### [Work instruction]
From the records below, copy out exactly the lines from the one containing "persisted catalog object." to the one containing "pub fn last_check_time(&self)", both included. Add nothing else.

Saved entries:
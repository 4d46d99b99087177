// SPDX-License-Identifier: AGPL-3.0-or-later
// Copyright (c) 2025 ReifyDB

use serde::{Deserialize, Serialize};

use crate::encoding::{
	Result,
	binary::{Reader, Writer},
};

/// Consistency marker carried by every persisted catalog object.
///
/// It records the last time (milliseconds since the epoch) the object was
/// checked for consistency across replicas. It is the first block after an
/// object's kind tag in the metadata stream.
#[derive(Debug, Clone, Copy, Default, PartialEq, Eq, Serialize, Deserialize)]
pub struct MetaStamp {
	last_check_time: i64,
}

impl MetaStamp {
	pub fn new(last_check_time: i64) -> Self {
		Self {
			last_check_time,
		}
	}

	pub fn last_check_time(&self) -> i64 {
		self.last_check_time
	}

	/// Records a consistency check at `at`. The stamp never moves backwards.
	pub fn mark_checked(&mut self, at: i64) {
		self.last_check_time = self.last_check_time.max(at);
	}

	pub fn encode(&self, writer: &mut Writer) -> Result<()> {
		writer.write_i64(self.last_check_time)
	}

	pub fn decode(reader: &mut Reader<'_>) -> Result<Self> {
		Ok(Self {
			last_check_time: reader.read_i64()?,
		})
	}
}

/// Implemented by catalog objects that carry a [`MetaStamp`].
pub trait Versioned {
	fn stamp(&self) -> &MetaStamp;

	fn stamp_mut(&mut self) -> &mut MetaStamp;
}
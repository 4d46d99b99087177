// SPDX-License-Identifier: AGPL-3.0-or-later
// Copyright (c) 2025 ReifyDB

mod reader;
mod writer;

pub use reader::Reader;
pub use writer::Writer;

#[cfg(test)]
mod tests {
	use super::*;
	use crate::encoding::Result;

	/// Asserts that writing a value yields the expected bytes (hex encoded)
	/// and that reading them back consumes the whole buffer and yields the
	/// original value.
	macro_rules! test_binary {
		( $( $name:ident: $write:ident / $read:ident ( $input:expr ) => $expect:literal, )* ) => {
		$(
			#[test]
			fn $name() {
				let input = $input;
				let mut writer = Writer::new();
				writer.$write(input.clone()).unwrap();
				let output = writer.finish();
				assert_eq!(hex::encode(&output), $expect, "encode failed");

				let mut reader = Reader::new(&output);
				let decoded = reader.$read().unwrap();
				assert_eq!(decoded, input, "decode failed");
				reader.finish().unwrap();
			}
		)*
		};
	}

	test_binary! {
		bool_false: write_bool / read_bool(false) => "00",
		bool_true: write_bool / read_bool(true) => "01",

		u8_max: write_u8 / read_u8(u8::MAX) => "ff",

		i32_zero: write_i32 / read_i32(0i32) => "00000000",
		i32_neg_1: write_i32 / read_i32(-1i32) => "ffffffff",
		i32_65535: write_i32 / read_i32(65535i32) => "0000ffff",

		i64_min: write_i64 / read_i64(i64::MIN) => "8000000000000000",
		i64_1: write_i64 / read_i64(1i64) => "0000000000000001",

		u64_max: write_u64 / read_u64(u64::MAX) => "ffffffffffffffff",
		u64_1: write_u64 / read_u64(1u64) => "0000000000000001",

		string: write_str / read_string("foo") => "00000003666f6f",
		string_empty: write_str / read_string("") => "00000000",
		string_utf8: write_str / read_string("é") => "00000002c3a9",

		bytes: write_bytes / read_bytes([0x00u8, 0x01].as_slice()) => "000000020001",
	}

	#[test]
	fn test_truncated_integer() {
		let mut reader = Reader::new(&[0x00, 0x00, 0x01]);
		let err = reader.read_i32().unwrap_err();
		assert_eq!(err.0, "unexpected end of stream: wanted 4 bytes, 3 remaining");
	}

	#[test]
	fn test_truncated_string() {
		let mut reader = Reader::new(&[0x00, 0x00, 0x00, 0x05, b'a', b'b']);
		assert!(reader.read_string().is_err());
	}

	#[test]
	fn test_negative_length() {
		let mut reader = Reader::new(&[0xff, 0xff, 0xff, 0xfe]);
		let err = reader.read_string().unwrap_err();
		assert_eq!(err.0, "negative string length -2");
	}

	#[test]
	fn test_invalid_bool() {
		let mut reader = Reader::new(&[0x02]);
		let err = reader.read_bool().unwrap_err();
		assert_eq!(err.0, "invalid boolean byte 0x02");
	}

	#[test]
	fn test_invalid_utf8() {
		let mut reader = Reader::new(&[0x00, 0x00, 0x00, 0x01, 0xff]);
		assert!(reader.read_string().is_err());
	}

	#[test]
	fn test_read_count_bounds() -> Result<()> {
		let mut writer = Writer::new();
		writer.write_count(3)?;
		writer.write_i32(-1)?;
		writer.write_i32(10)?;
		let output = writer.finish();

		let mut reader = Reader::new(&output);
		assert_eq!(reader.read_count("column", 5)?, 3);
		assert_eq!(reader.read_count("column", 5).unwrap_err().0, "negative column count -1");
		assert_eq!(reader.read_count("column", 5).unwrap_err().0, "column count 10 exceeds limit of 5");
		Ok(())
	}

	#[test]
	fn test_finish_rejects_trailing_bytes() {
		let reader = Reader::new(&[0x01, 0x02]);
		let err = reader.finish().unwrap_err();
		assert_eq!(err.0, "unexpected trailing bytes [1, 2] at end of stream");
	}

	#[test]
	fn test_optional_string() -> Result<()> {
		let mut writer = Writer::new();
		writer.write_optional_str(Some("x"))?;
		writer.write_optional_str(None)?;
		let output = writer.finish();
		assert_eq!(hex::encode(&output), "01000000017800");

		let mut reader = Reader::new(&output);
		assert_eq!(reader.read_optional_string()?, Some("x".to_string()));
		assert_eq!(reader.read_optional_string()?, None);
		reader.finish()
	}
}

### [Worked solution]
/// Consistency marker carried by every persisted catalog object.
///
/// It records the last time (milliseconds since the epoch) the object was
/// checked for consistency across replicas. It is the first block after an
/// object's kind tag in the metadata stream.
#[derive(Debug, Clone, Copy, Default, PartialEq, Eq, Serialize, Deserialize)]
pub struct MetaStamp {
	last_check_time: i64,
}

impl MetaStamp {
	pub fn new(last_check_time: i64) -> Self {
		Self {
			last_check_time,
		}
	}

	pub fn last_check_time(&self) -> i64 {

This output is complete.